New leadership first order of business for Metro Vancouver and Mayors' Council
The regional boards oversee TransLink, growth strategies and much more — and they need new chairs
Election season may be over in individual cities. But at a regional level in Metro Vancouver, it's just beginning.
Both the Metro Vancouver board of directors and the TransLink Mayors' Council will meet in the middle of November for the first time since local elections resulted in a massive change of leadership.
And when both groups meet, they will immediately have to choose new chairs and vice-chairs to head the powerful organizations.
"There's a lot of discussion and lobbying, or electioneering [on the part of ] people who might want to become the chair to reach out to others for support," said Greg Moore, the outgoing chair of Metro Vancouver and outgoing mayor of Port Coquitlam.
Role of Metro Vancouver
The Metro Vancouver board is made up of 40 representatives from all 21 regional municipalities, with the largest cities (Vancouver, Surrey, Burnaby, Richmond, Coquitlam, Langley and Delta) having one additional representative for every 100,000 people in their municipalities.
City councils will decide which people will be their representatives on the Metro Vancouver board, but it's guaranteed at least 60 per cent of members will be brand new.
Once there, they will be in charge of an annual budget close to a billion dollars, responsible for everything from regional growth strategies to parks to wastewater facilities.
"Almost nobody understands, other than those that sit at the table, the complexity of the regional governance structures, because the public doesn't see them firsthand," said Coquitlam Mayor Richard Stewart, one of the five returning leaders in the region.
Stewart is hopeful the mayors who got elected promising to slow down growth and conduct more consultations understand the need to continue progress on some regional issues that have been in the works for years.

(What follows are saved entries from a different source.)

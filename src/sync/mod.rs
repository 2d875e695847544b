//! Clip sync engine: incremental, checkpointed ingestion of one
//! broadcaster's clips into the clip store.
//!
//! Each invocation pages through `GET /clips` from a window start, stages
//! inserts and platform-field updates in memory and commits them in one
//! transaction together with the reconciled checkpoint. A failed
//! invocation therefore leaves both records and checkpoint untouched and the
//! next tick resumes from the last persisted value.

pub mod error;
pub mod window;

use std::collections::{HashMap, HashSet};
use std::sync::Arc;

use chrono::{DateTime, Duration, NaiveDate, Utc};

use crate::checkpoint::CheckpointStore;
use crate::state::{ClipRecord, ClipStore, DailyStats, SyncMode, SyncRunStats};
use crate::twitch::{ApiError, ClipQuery, ClipsApi};

pub use error::SyncError;
use window::{format_timestamp, parse_timestamp, reconcile, whole_seconds};

/// Source of the current time. Injected so tests can pin "now".
pub type Clock = Arc<dyn Fn() -> DateTime<Utc> + Send + Sync>;

/// Largest page size Helix accepts.
pub const PAGE_SIZE: u32 = 100;

#[derive(Debug, Clone)]
pub struct SyncSettings {
    pub broadcaster_id: String,
    pub page_size: u32,
    /// Window start when no checkpoint exists.
    pub epoch_start: String,
    pub stall_advance: Duration,
    /// Trailing window rescanned by the fast poll.
    pub fast_poll_window: Duration,
}

impl SyncSettings {
    pub fn new(broadcaster_id: impl Into<String>) -> Self {
        Self {
            broadcaster_id: broadcaster_id.into(),
            page_size: PAGE_SIZE,
            epoch_start: window::EPOCH_START.to_string(),
            stall_advance: Duration::days(window::STALL_ADVANCE_DAYS),
            fast_poll_window: Duration::days(window::STALL_ADVANCE_DAYS),
        }
    }
}

/// What one successful invocation did.
#[derive(Debug, Clone, PartialEq, Eq)]
pub struct SyncReport {
    pub mode: SyncMode,
    pub window_start: String,
    pub pages: u32,
    pub clips_seen: u64,
    pub inserted: u64,
    pub updated: u64,
    /// Checkpoint as persisted before the run.
    pub checkpoint_before: Option<String>,
    /// Last reconciled value, whether or not it was persisted.
    pub reconciled_checkpoint: Option<String>,
    /// Value written to the checkpoint store, if any.
    pub checkpoint_written: Option<String>,
}

/// Staged writes for one invocation, keyed by external id.
#[derive(Default)]
struct Staging {
    inserts: Vec<ClipRecord>,
    insert_index: HashMap<String, usize>,
    updates: Vec<ClipRecord>,
    update_index: HashMap<String, usize>,
}

impl Staging {
    fn is_staged(&self, id: &str) -> bool {
        self.insert_index.contains_key(id) || self.update_index.contains_key(id)
    }

    fn staged_mut(&mut self, id: &str) -> Option<&mut ClipRecord> {
        if let Some(&i) = self.insert_index.get(id) {
            return self.inserts.get_mut(i);
        }
        if let Some(&i) = self.update_index.get(id) {
            return self.updates.get_mut(i);
        }
        None
    }

    fn stage_insert(&mut self, record: ClipRecord) {
        self.insert_index
            .insert(record.external_id.clone(), self.inserts.len());
        self.inserts.push(record);
    }

    fn stage_update(&mut self, record: ClipRecord) {
        self.update_index
            .insert(record.external_id.clone(), self.updates.len());
        self.updates.push(record);
    }
}

/// Where the engine persists its checkpoint.
pub enum CheckpointTarget {
    /// The clip store's own slot, committed in the same transaction as the
    /// staged clips.
    Store,
    /// A separate store, written once the clips have committed.
    External(Arc<dyn CheckpointStore>),
}

struct PageLoopOutcome {
    pages: u32,
    clips_seen: u64,
    staging: Staging,
    reconciled: Option<DateTime<Utc>>,
}

pub struct SyncEngine {
    api: Arc<dyn ClipsApi>,
    store: Arc<dyn ClipStore>,
    checkpoint: CheckpointTarget,
    settings: SyncSettings,
    clock: Clock,
    /// Single-flight guard.
    running: tokio::sync::Mutex<()>,
}

impl std::fmt::Debug for SyncEngine {
    fn fmt(&self, f: &mut std::fmt::Formatter<'_>) -> std::fmt::Result {
        f.debug_struct("SyncEngine")
            .field("settings", &self.settings)
            .finish_non_exhaustive()
    }
}

impl SyncEngine {
    pub fn new(
        api: Arc<dyn ClipsApi>,
        store: Arc<dyn ClipStore>,
        checkpoint: CheckpointTarget,
        settings: SyncSettings,
    ) -> Self {
        Self {
            api,
            store,
            checkpoint,
            settings,
            clock: Arc::new(Utc::now),
            running: tokio::sync::Mutex::new(()),
        }
    }

    pub fn with_clock(mut self, clock: Clock) -> Self {
        self.clock = clock;
        self
    }

    fn now(&self) -> DateTime<Utc> {
        whole_seconds((self.clock)())
    }

    async fn read_checkpoint(&self) -> Result<Option<String>, SyncError> {
        let value = match &self.checkpoint {
            CheckpointTarget::Store => self.store.read().await?,
            CheckpointTarget::External(target) => target.read().await?,
        };
        Ok(value)
    }

    /// Rescan the trailing window without touching the checkpoint.
    pub async fn fast_poll(&self) -> Result<SyncReport, SyncError> {
        let start = self.now() - self.settings.fast_poll_window;
        self.sync(Some(start), false).await
    }

    /// Run one sync invocation.
    ///
    /// `window_start` overrides the persisted checkpoint as the lower bound
    /// of the query. With `persist_checkpoint` false the reconciled
    /// checkpoint is computed and logged but never written.
    pub async fn sync(
        &self,
        window_start: Option<DateTime<Utc>>,
        persist_checkpoint: bool,
    ) -> Result<SyncReport, SyncError> {
        let _guard = self
            .running
            .try_lock()
            .map_err(|_| SyncError::AlreadyRunning)?;

        let mode = if persist_checkpoint {
            SyncMode::Checkpointed
        } else {
            SyncMode::FastPoll
        };

        let stored = self.read_checkpoint().await?;
        let effective = match window_start {
            Some(ts) => format_timestamp(whole_seconds(ts)),
            None => stored
                .clone()
                .unwrap_or_else(|| self.settings.epoch_start.clone()),
        };

        let run_id = self.store.start_sync_run(mode, &effective).await?;
        tracing::info!(
            run_id,
            mode = mode.as_str(),
            window_start = %effective,
            checkpoint = stored.as_deref().unwrap_or("none"),
            "Starting clip sync"
        );

        let result = self
            .run(mode, &effective, stored.as_deref(), persist_checkpoint)
            .await;

        let ledger = match &result {
            Ok(report) => SyncRunStats {
                pages: report.pages,
                clips_seen: report.clips_seen,
                inserted: report.inserted,
                updated: report.updated,
                checkpoint_after: report.checkpoint_written.clone(),
                error: None,
            },
            Err(e) => SyncRunStats {
                error: Some(e.to_string()),
                ..Default::default()
            },
        };
        if let Err(e) = self.store.complete_sync_run(run_id, &ledger).await {
            tracing::warn!(run_id, error = %e, "Failed to record sync run");
        }

        match result {
            Ok(report) => {
                tracing::info!(
                    run_id,
                    mode = mode.as_str(),
                    pages = report.pages,
                    clips_seen = report.clips_seen,
                    inserted = report.inserted,
                    updated = report.updated,
                    checkpoint = report.checkpoint_written.as_deref().unwrap_or("unchanged"),
                    "Clip sync complete"
                );
                Ok(report)
            }
            Err(e) => {
                tracing::error!(run_id, mode = mode.as_str(), error = %e, "Clip sync failed");
                Err(e)
            }
        }
    }

    async fn run(
        &self,
        mode: SyncMode,
        effective: &str,
        stored: Option<&str>,
        persist_checkpoint: bool,
    ) -> Result<SyncReport, SyncError> {
        let outcome = self
            .page_loop(effective, stored, persist_checkpoint)
            .await?;

        let staging = outcome.staging;
        let reconciled = outcome.reconciled.map(format_timestamp);
        let to_persist = reconciled.as_deref().filter(|_| persist_checkpoint);

        let commit = match &self.checkpoint {
            CheckpointTarget::Store => {
                self.store
                    .commit_batch(&staging.inserts, &staging.updates, to_persist)
                    .await?
            }
            CheckpointTarget::External(target) => {
                let commit = self
                    .store
                    .commit_batch(&staging.inserts, &staging.updates, None)
                    .await?;
                if let Some(value) = to_persist {
                    target.write(value).await?;
                }
                commit
            }
        };
        let written = to_persist.map(str::to_string);

        Ok(SyncReport {
            mode,
            window_start: effective.to_string(),
            pages: outcome.pages,
            clips_seen: outcome.clips_seen,
            inserted: commit.inserted,
            updated: commit.updated,
            checkpoint_before: stored.map(str::to_string),
            reconciled_checkpoint: reconciled,
            checkpoint_written: written,
        })
    }

    async fn page_loop(
        &self,
        effective: &str,
        stored: Option<&str>,
        persist_checkpoint: bool,
    ) -> Result<PageLoopOutcome, SyncError> {
        let base_previous = match stored.map(parse_timestamp) {
            Some(Ok(ts)) => ts,
            Some(Err(e)) if persist_checkpoint => return Err(e),
            Some(Err(e)) => {
                // Never written by this mode, so only the window start matters.
                tracing::warn!(error = %e, "Ignoring unreadable checkpoint");
                parse_timestamp(effective)?
            }
            None => parse_timestamp(effective)?,
        };
        let mut staging = Staging::default();
        let mut seen_cursors: HashSet<String> = HashSet::new();
        let mut reconciled: Option<DateTime<Utc>> = None;
        let mut cursor: Option<String> = None;
        let mut pages = 0u32;
        let mut clips_seen = 0u64;

        loop {
            let query = ClipQuery {
                broadcaster_id: &self.settings.broadcaster_id,
                first: self.settings.page_size,
                started_at: effective,
                after: cursor.as_deref(),
            };
            let page = self.api.list_clips(&query).await?;
            pages += 1;
            clips_seen += page.clips.len() as u64;

            let fresh: Vec<String> = page
                .clips
                .iter()
                .filter(|c| !staging.is_staged(&c.id))
                .map(|c| c.id.clone())
                .collect::<HashSet<_>>()
                .into_iter()
                .collect();
            let existing = self.store.existing_ids(&fresh).await?;

            let now = self.now();
            let mut latest: Option<DateTime<Utc>> = None;
            for clip in &page.clips {
                let created = parse_timestamp(&clip.created_at)?;
                latest = Some(latest.map_or(created, |l| l.max(created)));

                if let Some(record) = staging.staged_mut(&clip.id) {
                    record.apply_platform_fields(clip, now);
                } else if existing.contains(&clip.id) {
                    let Some(mut record) = self.store.find_by_external_id(&clip.id).await? else {
                        // Removed between the lookups; treat as new.
                        staging.stage_insert(ClipRecord::new_unsorted(clip, now));
                        continue;
                    };
                    record.apply_platform_fields(clip, now);
                    staging.stage_update(record);
                } else {
                    staging.stage_insert(ClipRecord::new_unsorted(clip, now));
                }
            }

            let previous = if persist_checkpoint {
                reconciled.unwrap_or(base_previous)
            } else {
                base_previous
            };
            let next = reconcile(previous, latest, now, self.settings.stall_advance);
            let latest_str = latest.map(format_timestamp);
            let next_str = next.map(format_timestamp);
            tracing::debug!(
                page = pages,
                clips = page.clips.len(),
                latest = latest_str.as_deref().unwrap_or("none"),
                previous = %format_timestamp(previous),
                next = next_str.as_deref().unwrap_or("unchanged"),
                "Reconciled checkpoint"
            );
            if let Some(next) = next {
                reconciled = Some(reconciled.map_or(next, |r| r.max(next)));
            }

            match page.cursor {
                Some(next_cursor) => {
                    if !seen_cursors.insert(next_cursor.clone()) {
                        return Err(ApiError::MalformedResponse(format!(
                            "pagination cursor {next_cursor:?} repeated on page {pages}"
                        ))
                        .into());
                    }
                    cursor = Some(next_cursor);
                }
                None => break,
            }
        }

        Ok(PageLoopOutcome {
            pages,
            clips_seen,
            staging,
            reconciled,
        })
    }

    /// Record today's statistics snapshot.
    pub async fn record_daily_stats(&self) -> Result<DailyStats, SyncError> {
        let today: NaiveDate = self.now().date_naive();
        let stats = self.store.record_daily_stats(today).await?;
        tracing::info!(
            date = %stats.date,
            total = stats.total_clips,
            unsorted = stats.unsorted_clips,
            uncategorized = stats.uncategorized_clips,
            without_subjects = stats.clips_without_subjects,
            without_themes = stats.clips_without_themes,
            views = stats.total_views,
            broadcasters = stats.unique_broadcasters,
            creators = stats.unique_creators,
            "Recorded daily clip statistics"
        );
        Ok(stats)
    }
}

When I first got elected mayor, there were a few projects I wanted to revisit, but it wasn't possible. Once the work has started on a project, we really have to continue on it, unless there's a major reason not to," he said.

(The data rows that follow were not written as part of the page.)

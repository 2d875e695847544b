//! App access token cache for the client-credentials grant.

use chrono::{DateTime, Duration, Utc};
use tokio::sync::{Mutex, MutexGuard};

/// Tokens are treated as expired this long before Twitch says they are.
const REFRESH_MARGIN_SECS: i64 = 60;

/// Cap on the advertised lifetime; Helix app tokens last about 60 days.
const MAX_LIFETIME_SECS: u64 = 365 * 24 * 60 * 60;

#[derive(Clone)]
pub(crate) struct CachedToken {
    pub access_token: String,
    pub expires_at: DateTime<Utc>,
}

impl std::fmt::Debug for CachedToken {
    fn fmt(&self, f: &mut std::fmt::Formatter<'_>) -> std::fmt::Result {
        f.debug_struct("CachedToken")
            .field("access_token", &"<redacted>")
            .field("expires_at", &self.expires_at)
            .finish()
    }
}

impl CachedToken {
    pub fn new(access_token: String, expires_in_secs: u64, now: DateTime<Utc>) -> Self {
        let lifetime = Duration::seconds(expires_in_secs.min(MAX_LIFETIME_SECS) as i64);
        Self {
            access_token,
            expires_at: now + lifetime,
        }
    }

    pub fn is_fresh(&self, now: DateTime<Utc>) -> bool {
        now + Duration::seconds(REFRESH_MARGIN_SECS) < self.expires_at
    }
}

/// Holds at most one app token.
///
/// Callers lock the slot for the duration of a refresh so concurrent page
/// fetches never issue more than one token request.
#[derive(Debug, Default)]
pub(crate) struct TokenCache {
    slot: Mutex<Option<CachedToken>>,
}

impl TokenCache {
    pub async fn lock(&self) -> MutexGuard<'_, Option<CachedToken>> {
        self.slot.lock().await
    }

    /// Drop the cached token so the next call fetches a new one.
    pub async fn invalidate(&self) {
        *self.slot.lock().await = None;
    }
}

"I want to talk to those newly elected. I welcome them, but I want everyone to be realistic about the importance of the regional infrastructure needs."

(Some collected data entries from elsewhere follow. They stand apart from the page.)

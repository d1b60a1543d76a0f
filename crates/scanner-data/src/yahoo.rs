//! Yahoo Finance chart API fetcher.

use async_trait::async_trait;
use chrono::Utc;
use reqwest::{Client, StatusCode, Url};
use scanner_core::error::DataError;
use scanner_core::traits::SeriesFetcher;
use scanner_core::types::{Bar, Lookback, PriceSeries, Timeframe};
use serde::Deserialize;
use std::time::Duration;
use tracing::{debug, instrument, warn};

const DEFAULT_USER_AGENT: &str = "Mozilla/5.0 (Windows NT 10.0; Win64; x64) AppleWebKit/537.36";

/// Yahoo Finance client configuration.
#[derive(Debug, Clone)]
pub struct YahooConfig {
    pub base_url: String,
    pub timeout: Duration,
    pub user_agent: String,
}

impl Default for YahooConfig {
    fn default() -> Self {
        Self {
            base_url: "https://query1.finance.yahoo.com".to_string(),
            timeout: Duration::from_secs(10),
            user_agent: DEFAULT_USER_AGENT.to_string(),
        }
    }
}

/// Chart API response types
#[derive(Debug, Deserialize)]
struct ChartResponse {
    chart: Chart,
}

#[derive(Debug, Deserialize)]
struct Chart {
    result: Option<Vec<ChartResult>>,
    error: Option<ChartError>,
}

#[derive(Debug, Deserialize)]
struct ChartError {
    code: String,
    description: Option<String>,
}

#[derive(Debug, Deserialize)]
struct ChartResult {
    timestamp: Option<Vec<i64>>,
    indicators: Indicators,
}

#[derive(Debug, Deserialize)]
struct Indicators {
    quote: Vec<QuoteColumns>,
}

#[derive(Debug, Default, Deserialize)]
struct QuoteColumns {
    #[serde(default)]
    open: Vec<Option<f64>>,
    #[serde(default)]
    high: Vec<Option<f64>>,
    #[serde(default)]
    low: Vec<Option<f64>>,
    #[serde(default)]
    close: Vec<Option<f64>>,
    #[serde(default)]
    volume: Vec<Option<f64>>,
}

/// Series fetcher backed by the Yahoo Finance v8 chart endpoint.
pub struct YahooFetcher {
    base_url: Url,
    client: Client,
}

impl YahooFetcher {
    /// Create a new Yahoo fetcher.
    pub fn new(config: YahooConfig) -> Result<Self, DataError> {
        let base_url = Url::parse(&config.base_url)
            .map_err(|e| DataError::Internal(format!("Invalid base URL {}: {}", config.base_url, e)))?;
        if base_url.cannot_be_a_base() {
            return Err(DataError::Internal(format!(
                "Base URL cannot carry a path: {}",
                config.base_url
            )));
        }

        let client = Client::builder()
            .user_agent(config.user_agent)
            .timeout(config.timeout)
            .build()
            .map_err(|e| DataError::Connection(e.to_string()))?;

        Ok(Self { base_url, client })
    }

    /// Interval code understood by the chart endpoint.
    fn interval_code(interval: Timeframe) -> &'static str {
        match interval {
            Timeframe::Minute1 => "1m",
            Timeframe::Minute5 => "5m",
            Timeframe::Minute15 => "15m",
            Timeframe::Minute30 => "30m",
            Timeframe::Hour1 => "60m",
            Timeframe::Daily => "1d",
            Timeframe::Weekly => "1wk",
            Timeframe::Monthly => "1mo",
        }
    }

    /// Chart endpoint for a symbol. The symbol is percent-encoded as a
    /// single path segment.
    fn chart_url(&self, symbol: &str) -> Url {
        let mut url = self.base_url.clone();
        if let Ok(mut segments) = url.path_segments_mut() {
            segments
                .pop_if_empty()
                .extend(["v8", "finance", "chart", symbol]);
        }
        url
    }
}

/// Convert a chart response into a series.
///
/// Rows without a close are dropped. Missing open/high/low fall back to the
/// close and a missing volume to zero.
fn parse_chart(
    symbol: &str,
    interval: Timeframe,
    response: ChartResponse,
) -> Result<PriceSeries, DataError> {
    if let Some(error) = response.chart.error {
        if error.code.eq_ignore_ascii_case("Not Found") {
            warn!(symbol, "Symbol not found, treating as empty series");
            return Ok(PriceSeries::new(symbol, interval));
        }
        return Err(DataError::Internal(format!(
            "{}: {}",
            error.code,
            error.description.unwrap_or_default()
        )));
    }

    let Some(result) = response.chart.result.and_then(|r| r.into_iter().next()) else {
        return Ok(PriceSeries::new(symbol, interval));
    };

    let timestamps = result.timestamp.unwrap_or_default();
    let quote = result.indicators.quote.into_iter().next().unwrap_or_default();

    let mut skipped = 0usize;
    let mut bars = Vec::with_capacity(timestamps.len());
    for (i, &ts) in timestamps.iter().enumerate() {
        let Some(close) = quote.close.get(i).copied().flatten() else {
            skipped += 1;
            continue;
        };
        let column = |values: &[Option<f64>]| values.get(i).copied().flatten();

        bars.push(Bar::new(
            ts * 1000,
            column(quote.open.as_slice()).unwrap_or(close),
            column(quote.high.as_slice()).unwrap_or(close),
            column(quote.low.as_slice()).unwrap_or(close),
            close,
            column(quote.volume.as_slice()).unwrap_or(0.0),
        ));
    }

    if skipped > 0 {
        debug!(symbol, skipped, total = timestamps.len(), "Skipped rows without a close");
    }

    Ok(PriceSeries::from_bars(symbol, interval, bars))
}

#[async_trait]
impl SeriesFetcher for YahooFetcher {
    #[instrument(skip(self, lookback, interval), fields(lookback = %lookback, interval = %interval))]
    async fn fetch(
        &self,
        symbol: &str,
        lookback: Lookback,
        interval: Timeframe,
    ) -> Result<PriceSeries, DataError> {
        let period2 = Utc::now().timestamp();
        let period1 = period2.saturating_sub(lookback.as_secs() as i64).max(0);

        let url = self.chart_url(symbol);
        debug!(url = %url, "Requesting chart");

        let resp = self
            .client
            .get(url)
            .query(&[
                ("interval", Self::interval_code(interval).to_string()),
                ("period1", period1.to_string()),
                ("period2", period2.to_string()),
                ("includePrePost", "false".to_string()),
            ])
            .send()
            .await
            .map_err(|e| DataError::Connection(e.to_string()))?;

        let status = resp.status();
        if status == StatusCode::NOT_FOUND {
            warn!(symbol, "Chart endpoint returned 404, treating as empty series");
            return Ok(PriceSeries::new(symbol, interval));
        }
        if !status.is_success() {
            let text = resp.text().await.unwrap_or_default();
            return Err(DataError::Http {
                status: status.as_u16(),
                message: text,
            });
        }

        let body: ChartResponse = resp
            .json()
            .await
            .map_err(|e| DataError::Parse(e.to_string()))?;

        let series = parse_chart(symbol, interval, body)?;
        debug!(bars = series.len(), "Fetched chart");
        Ok(series)
    }

    fn name(&self) -> &str {
        "yahoo"
    }
}

#[cfg(test)]
mod tests {
    use super::*;
    use tokio::io::{AsyncReadExt, AsyncWriteExt};
    use tokio::net::TcpListener;
    use tokio::sync::oneshot;

    fn parse(json: &str) -> Result<PriceSeries, DataError> {
        let response: ChartResponse = serde_json::from_str(json).unwrap();
        parse_chart("AAPL", Timeframe::Minute5, response)
    }

    #[test]
    fn test_parse_chart() {
        let series = parse(
            r#"{"chart":{"result":[{
                "meta":{"symbol":"AAPL"},
                "timestamp":[1700000300,1700000000,1700000600],
                "indicators":{"quote":[{
                    "open":[1.5,1.0,null],
                    "high":[2.5,2.0,3.5],
                    "low":[0.5,0.25,2.5],
                    "close":[2.0,1.5,null],
                    "volume":[200,100,300]
                }]}
            }],"error":null}}"#,
        )
        .unwrap();

        assert_eq!(series.symbol, "AAPL");
        assert_eq!(series.len(), 2);
        assert_eq!(series.closes(), vec![1.5, 2.0]);
        assert_eq!(series.bars()[0].timestamp, 1_700_000_000_000);
        assert!((series.bars()[1].volume - 200.0).abs() < 1e-12);
    }

    #[test]
    fn test_parse_chart_not_found_is_empty() {
        let series = parse(
            r#"{"chart":{"result":null,"error":{"code":"Not Found","description":"No data found, symbol may be delisted"}}}"#,
        )
        .unwrap();
        assert!(series.is_empty());
    }

    #[test]
    fn test_parse_chart_other_error() {
        let err = parse(r#"{"chart":{"result":null,"error":{"code":"Bad Request","description":"Invalid input"}}}"#)
            .unwrap_err();
        assert!(matches!(err, DataError::Internal(_)));
    }

    #[test]
    fn test_parse_chart_without_timestamps() {
        let series = parse(
            r#"{"chart":{"result":[{"meta":{},"indicators":{"quote":[{}]}}],"error":null}}"#,
        )
        .unwrap();
        assert!(series.is_empty());
    }

    #[test]
    fn test_interval_codes() {
        assert_eq!(YahooFetcher::interval_code(Timeframe::Minute5), "5m");
        assert_eq!(YahooFetcher::interval_code(Timeframe::Hour1), "60m");
        assert_eq!(YahooFetcher::interval_code(Timeframe::Weekly), "1wk");
    }

    #[test]
    fn test_chart_url() {
        let fetcher = YahooFetcher::new(YahooConfig {
            base_url: "http://localhost:8080/".to_string(),
            ..YahooConfig::default()
        })
        .unwrap();
        assert_eq!(
            fetcher.chart_url("MSFT").as_str(),
            "http://localhost:8080/v8/finance/chart/MSFT"
        );
    }

    #[test]
    fn test_chart_url_encodes_symbol() {
        let fetcher = YahooFetcher::new(YahooConfig {
            base_url: "http://localhost:8080/api".to_string(),
            ..YahooConfig::default()
        })
        .unwrap();
        assert_eq!(
            fetcher.chart_url("A/B").as_str(),
            "http://localhost:8080/api/v8/finance/chart/A%2FB"
        );
        assert_eq!(
            fetcher.chart_url("../x").path(),
            "/api/v8/finance/chart/..%2Fx"
        );
    }

    #[test]
    fn test_invalid_base_url() {
        for base_url in ["not a url", "mailto:someone@example.com"] {
            let result = YahooFetcher::new(YahooConfig {
                base_url: base_url.to_string(),
                ..YahooConfig::default()
            });
            assert!(matches!(result, Err(DataError::Internal(_))));
        }
    }

    /// Serve one canned HTTP response on a local port. Yields the base URL
    /// and a receiver for the request head.
    async fn serve_once(status: &str, body: &str) -> (String, oneshot::Receiver<String>) {
        let response = format!(
            "HTTP/1.1 {}\r\nContent-Type: application/json\r\nContent-Length: {}\r\nConnection: close\r\n\r\n{}",
            status,
            body.len(),
            body
        );
        let listener = TcpListener::bind("127.0.0.1:0").await.unwrap();
        let addr = listener.local_addr().unwrap();
        let (head_tx, head_rx) = oneshot::channel();

        tokio::spawn(async move {
            let (mut socket, _) = listener.accept().await.unwrap();
            let mut request = Vec::new();
            let mut buf = [0u8; 1024];
            while !request.windows(4).any(|w| w == b"\r\n\r\n") {
                let n = socket.read(&mut buf).await.unwrap();
                if n == 0 {
                    break;
                }
                request.extend_from_slice(&buf[..n]);
            }
            let _ = head_tx.send(String::from_utf8_lossy(&request).into_owned());
            socket.write_all(response.as_bytes()).await.unwrap();
            let _ = socket.shutdown().await;
        });

        (format!("http://{}", addr), head_rx)
    }

    fn local_fetcher(base_url: String) -> YahooFetcher {
        let mut fetcher = YahooFetcher::new(YahooConfig {
            base_url,
            timeout: Duration::from_secs(5),
            ..YahooConfig::default()
        })
        .unwrap();
        // Local test servers must not go through an environment proxy
        fetcher.client = Client::builder()
            .no_proxy()
            .timeout(Duration::from_secs(5))
            .build()
            .unwrap();
        fetcher
    }

    #[tokio::test]
    async fn test_fetch_ok() {
        let body = r#"{"chart":{"result":[{
            "timestamp":[1700000000,1700000300],
            "indicators":{"quote":[{"close":[10.0,10.5]}]}
        }],"error":null}}"#;
        let (base_url, head) = serve_once("200 OK", body).await;

        let series = local_fetcher(base_url)
            .fetch("MSFT", Lookback::days(2), Timeframe::Minute15)
            .await
            .unwrap();

        assert_eq!(series.closes(), vec![10.0, 10.5]);
        assert_eq!(series.timeframe, Timeframe::Minute15);

        let head = head.await.unwrap();
        assert!(head.starts_with("GET /v8/finance/chart/MSFT?"));
        assert!(head.contains("interval=15m"));
        assert!(head.contains("period1="));
        assert!(head.contains("period2="));
    }

    #[tokio::test]
    async fn test_fetch_404_is_empty_series() {
        let (base_url, _head) = serve_once("404 Not Found", "").await;

        let series = local_fetcher(base_url)
            .fetch("ZZZZ", Lookback::days(5), Timeframe::Minute5)
            .await
            .unwrap();

        assert!(series.is_empty());
        assert_eq!(series.symbol, "ZZZZ");
    }

    #[tokio::test]
    async fn test_fetch_server_error_is_http_error() {
        let (base_url, _head) = serve_once("500 Internal Server Error", "boom").await;

        let err = local_fetcher(base_url)
            .fetch("AAPL", Lookback::days(5), Timeframe::Minute5)
            .await
            .unwrap_err();

        assert_eq!(
            err,
            DataError::Http {
                status: 500,
                message: "boom".to_string()
            }
        );
    }

    #[tokio::test]
    async fn test_fetch_bad_json_is_parse_error() {
        let (base_url, _head) = serve_once("200 OK", "{not json").await;

        let err = local_fetcher(base_url)
            .fetch("AAPL", Lookback::days(5), Timeframe::Minute5)
            .await
            .unwrap_err();

        assert!(matches!(err, DataError::Parse(_)));
    }

    #[tokio::test]
    async fn test_fetch_closed_port_is_connection_error() {
        let listener = TcpListener::bind("127.0.0.1:0").await.unwrap();
        let addr = listener.local_addr().unwrap();
        drop(listener);

        let err = local_fetcher(format!("http://{}", addr))
            .fetch("AAPL", Lookback::days(5), Timeframe::Minute5)
            .await
            .unwrap_err();

        assert!(matches!(err, DataError::Connection(_)));
    }

    #[tokio::test]
    async fn test_fetch_huge_lookback_does_not_overflow() {
        let body = r#"{"chart":{"result":[],"error":null}}"#;
        let (base_url, head) = serve_once("200 OK", body).await;

        let series = local_fetcher(base_url)
            .fetch("AAPL", Lookback::days(u64::MAX), Timeframe::Daily)
            .await
            .unwrap();

        assert!(series.is_empty());
        assert!(head.await.unwrap().contains("period1=0&"));
    }
}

Coté for Mayors' Council chair?
The dynamic is similar on the Mayors' Council that oversees TransLink, which also needs to choose a new chair after Derek Corrigan's dramatic defeat on election night.
Just six of the 23 people on the council are returning (the five surviving mayors, plus Tsawwassen First Nation Chief Bryce Williams), putting more pressure on incumbents to provide institutional knowledge in the months ahead.
"I think the few remaining members are going ot have to play strong roles, definitely with the experience and understanding the work those two bodies are working on," said New Westminster Mayor Jonathan Coté.
"But those boards have to find ways to allow the many new voices around the table to help shape the region."
Coté said he'll be reaching out to fellow mayors to see if they would support him as chair. If he succeeds, he'd play a leading role in whether Surrey Mayor Doug McCallum's pledge to push forward on a SkyTrain to Langley — and ditch funded plans for LRT to Guildford and Newton — becomes a reality.
"It would be a significant departure from the previously approved and fully funded plan the TransLink board was moving ahead with," he said.
"Having said that, if a host municipality is not supportive of a major transportation investment, that's not something that can be ignored."
The first mayors' council meeting is scheduled for Nov. 15, with the first Metro Vancouver board meeting on Nov. 16.